__ENTRIES SHOWN__.

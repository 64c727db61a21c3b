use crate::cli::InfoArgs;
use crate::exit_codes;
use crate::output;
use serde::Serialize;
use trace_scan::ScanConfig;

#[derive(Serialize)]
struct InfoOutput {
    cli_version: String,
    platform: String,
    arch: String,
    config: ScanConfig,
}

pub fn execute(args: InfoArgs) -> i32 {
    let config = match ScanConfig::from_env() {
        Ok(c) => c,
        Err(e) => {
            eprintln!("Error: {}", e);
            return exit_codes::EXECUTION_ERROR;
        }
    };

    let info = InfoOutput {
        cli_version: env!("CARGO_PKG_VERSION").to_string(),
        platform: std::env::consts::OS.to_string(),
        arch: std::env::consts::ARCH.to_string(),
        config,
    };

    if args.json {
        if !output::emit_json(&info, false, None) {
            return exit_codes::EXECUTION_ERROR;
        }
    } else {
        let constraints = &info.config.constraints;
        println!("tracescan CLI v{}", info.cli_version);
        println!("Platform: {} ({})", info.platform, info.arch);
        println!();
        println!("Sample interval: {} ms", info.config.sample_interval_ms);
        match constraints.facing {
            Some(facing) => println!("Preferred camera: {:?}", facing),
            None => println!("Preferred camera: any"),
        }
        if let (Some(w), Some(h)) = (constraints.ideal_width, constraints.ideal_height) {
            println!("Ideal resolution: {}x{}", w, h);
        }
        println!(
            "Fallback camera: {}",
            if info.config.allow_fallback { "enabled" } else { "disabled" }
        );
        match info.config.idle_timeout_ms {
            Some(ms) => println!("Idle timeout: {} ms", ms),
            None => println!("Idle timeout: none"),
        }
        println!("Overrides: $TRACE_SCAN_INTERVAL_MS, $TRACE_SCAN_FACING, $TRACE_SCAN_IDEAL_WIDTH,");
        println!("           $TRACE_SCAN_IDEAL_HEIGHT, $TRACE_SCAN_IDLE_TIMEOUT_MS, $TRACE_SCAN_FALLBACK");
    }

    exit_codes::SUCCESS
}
---
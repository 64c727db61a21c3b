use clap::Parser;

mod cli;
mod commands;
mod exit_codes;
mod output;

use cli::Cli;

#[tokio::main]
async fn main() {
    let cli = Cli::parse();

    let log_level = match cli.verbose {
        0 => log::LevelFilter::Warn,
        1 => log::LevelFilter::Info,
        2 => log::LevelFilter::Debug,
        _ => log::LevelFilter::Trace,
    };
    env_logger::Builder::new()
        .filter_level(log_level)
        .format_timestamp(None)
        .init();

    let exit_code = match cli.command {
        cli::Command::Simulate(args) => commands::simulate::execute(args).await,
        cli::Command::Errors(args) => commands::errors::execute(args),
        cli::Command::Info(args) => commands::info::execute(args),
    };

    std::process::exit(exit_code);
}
---
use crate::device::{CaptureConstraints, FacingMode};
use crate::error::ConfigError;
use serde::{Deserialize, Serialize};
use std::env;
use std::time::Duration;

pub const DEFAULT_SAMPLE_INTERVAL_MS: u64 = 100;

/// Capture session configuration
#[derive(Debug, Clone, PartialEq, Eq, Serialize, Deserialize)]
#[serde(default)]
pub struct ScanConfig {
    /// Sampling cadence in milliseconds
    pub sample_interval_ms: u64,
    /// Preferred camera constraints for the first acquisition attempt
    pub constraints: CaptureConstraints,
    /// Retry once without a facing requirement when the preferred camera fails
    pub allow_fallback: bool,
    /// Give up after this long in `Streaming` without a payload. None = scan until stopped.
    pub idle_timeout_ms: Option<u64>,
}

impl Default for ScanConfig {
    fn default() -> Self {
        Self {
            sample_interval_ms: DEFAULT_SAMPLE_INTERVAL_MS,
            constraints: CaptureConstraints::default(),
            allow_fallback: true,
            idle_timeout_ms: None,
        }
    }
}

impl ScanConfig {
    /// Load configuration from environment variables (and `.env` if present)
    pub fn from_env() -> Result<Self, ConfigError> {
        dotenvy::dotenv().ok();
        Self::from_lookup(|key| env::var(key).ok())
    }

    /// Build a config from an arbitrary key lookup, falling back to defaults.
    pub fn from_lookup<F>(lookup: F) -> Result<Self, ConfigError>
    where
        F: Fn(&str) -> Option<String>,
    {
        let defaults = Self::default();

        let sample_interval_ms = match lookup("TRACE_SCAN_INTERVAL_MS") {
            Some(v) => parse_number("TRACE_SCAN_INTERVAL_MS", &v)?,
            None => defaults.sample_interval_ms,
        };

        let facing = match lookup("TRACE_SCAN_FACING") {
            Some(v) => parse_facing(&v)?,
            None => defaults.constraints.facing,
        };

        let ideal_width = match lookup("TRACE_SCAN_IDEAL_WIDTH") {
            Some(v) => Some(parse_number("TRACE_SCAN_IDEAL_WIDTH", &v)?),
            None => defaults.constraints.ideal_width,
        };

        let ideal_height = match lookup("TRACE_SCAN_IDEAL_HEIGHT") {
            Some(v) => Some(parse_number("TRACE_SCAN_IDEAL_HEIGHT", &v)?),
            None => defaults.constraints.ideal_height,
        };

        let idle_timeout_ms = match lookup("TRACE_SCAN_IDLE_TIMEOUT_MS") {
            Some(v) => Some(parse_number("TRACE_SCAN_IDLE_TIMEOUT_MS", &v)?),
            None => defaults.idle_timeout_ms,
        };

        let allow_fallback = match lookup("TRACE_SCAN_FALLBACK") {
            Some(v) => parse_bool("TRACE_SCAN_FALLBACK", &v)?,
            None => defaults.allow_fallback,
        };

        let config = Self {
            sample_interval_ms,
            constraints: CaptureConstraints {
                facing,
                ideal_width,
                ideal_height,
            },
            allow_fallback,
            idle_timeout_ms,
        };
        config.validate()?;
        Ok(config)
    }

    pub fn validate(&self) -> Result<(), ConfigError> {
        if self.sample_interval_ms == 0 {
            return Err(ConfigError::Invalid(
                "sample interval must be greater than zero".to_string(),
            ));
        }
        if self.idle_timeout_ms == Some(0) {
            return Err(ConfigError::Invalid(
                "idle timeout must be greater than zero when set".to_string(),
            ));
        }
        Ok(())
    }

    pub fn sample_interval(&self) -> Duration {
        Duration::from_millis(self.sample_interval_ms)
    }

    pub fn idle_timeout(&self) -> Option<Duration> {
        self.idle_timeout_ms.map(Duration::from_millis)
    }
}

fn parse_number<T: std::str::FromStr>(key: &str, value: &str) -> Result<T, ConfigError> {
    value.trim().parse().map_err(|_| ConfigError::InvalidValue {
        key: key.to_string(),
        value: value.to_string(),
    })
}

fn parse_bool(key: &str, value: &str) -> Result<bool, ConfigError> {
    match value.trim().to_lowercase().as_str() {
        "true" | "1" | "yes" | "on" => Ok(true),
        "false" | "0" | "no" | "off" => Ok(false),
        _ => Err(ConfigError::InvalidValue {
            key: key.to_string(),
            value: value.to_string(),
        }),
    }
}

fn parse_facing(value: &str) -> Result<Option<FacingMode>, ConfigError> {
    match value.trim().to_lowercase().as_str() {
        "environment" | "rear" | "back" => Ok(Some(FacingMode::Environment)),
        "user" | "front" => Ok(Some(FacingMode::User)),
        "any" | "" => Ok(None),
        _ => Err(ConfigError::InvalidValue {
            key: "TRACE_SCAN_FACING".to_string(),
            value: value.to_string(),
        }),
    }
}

__TASK ITEM__.
An exact copy of the lines above, from the one containing "let log_level = match" through the one containing "let exit_code = match", is the whole of the answer.

__ANSWER SPACE__.
    let log_level = match cli.verbose {
        0 => log::LevelFilter::Warn,
        1 => log::LevelFilter::Info,
        2 => log::LevelFilter::Debug,
        _ => log::LevelFilter::Trace,
    };
    env_logger::Builder::new()
        .filter_level(log_level)
        .format_timestamp(None)
        .init();

    let exit_code = match cli.command {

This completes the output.